◆ Raw data:
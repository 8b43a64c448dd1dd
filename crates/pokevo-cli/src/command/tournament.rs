use std::path::PathBuf;

use pokevo_evaluator::{
    EvaluationMode, minimax::SearchParams, move_selector::MoveSelector, tournament,
};
use rand::{Rng as _, RngCore, SeedableRng as _};
use rand_pcg::Pcg32;

use crate::{schema::champion::ChampionRecord, util};

#[derive(Default, Debug, Clone, clap::Args)]
pub(crate) struct TournamentArg {
    /// Champions JSON written by `evolve`
    champions: PathBuf,
    /// Selector used by both sides; defaults to the mode the champions evolved under
    #[arg(long)]
    mode: Option<EvaluationMode>,
    /// Minimax depth in full rounds
    #[arg(long)]
    depth: Option<u32>,
    #[arg(long)]
    seed: Option<u64>,
}

pub(crate) fn run(arg: &TournamentArg) -> anyhow::Result<()> {
    let list = util::read_champions_file(&arg.champions)?;
    if list.champions.len() < 2 {
        anyhow::bail!(
            "A tournament needs at least two champions, {} has {}",
            arg.champions.display(),
            list.champions.len()
        );
    }

    let mode = arg.mode.unwrap_or(list.mode);
    let mut search = SearchParams::default();
    if let Some(depth) = arg.depth {
        search.depth = depth;
    }
    let seed = arg.seed.unwrap_or_else(|| rand::rng().random());
    let mut rng = Pcg32::seed_from_u64(seed);

    eprintln!(
        "Round robin between {} champions generated at {} ({mode:?} mode, seed {seed})",
        list.champions.len(),
        list.generated_at,
    );
    let selector = mode.selector(search);
    run_round_robin(&list.champions, selector.as_ref(), &mut rng)
}

pub(crate) fn run_round_robin(
    records: &[ChampionRecord],
    selector: &dyn MoveSelector,
    rng: &mut dyn RngCore,
) -> anyhow::Result<()> {
    let entrants = records
        .iter()
        .map(ChampionRecord::to_entrant)
        .collect::<anyhow::Result<Vec<_>>>()?;
    let standings = tournament::round_robin(&entrants, selector, rng);

    eprintln!();
    eprintln!("Standings:");
    for (rank, standing) in standings.iter().enumerate() {
        eprintln!(
            "  {:2}: {:<24} {:2} wins ({} gauntlet opponents beaten)",
            rank + 1,
            standing.name,
            standing.wins,
            standing.opponents_defeated,
        );
    }
    Ok(())
}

◆ What the task requires: Filter the listing above so that only lines holding the word "ChampionRecord" remain, and report those lines.

◆ The completed task:
use crate::{schema::champion::ChampionRecord, util};
    records: &[ChampionRecord],
        .map(ChampionRecord::to_entrant)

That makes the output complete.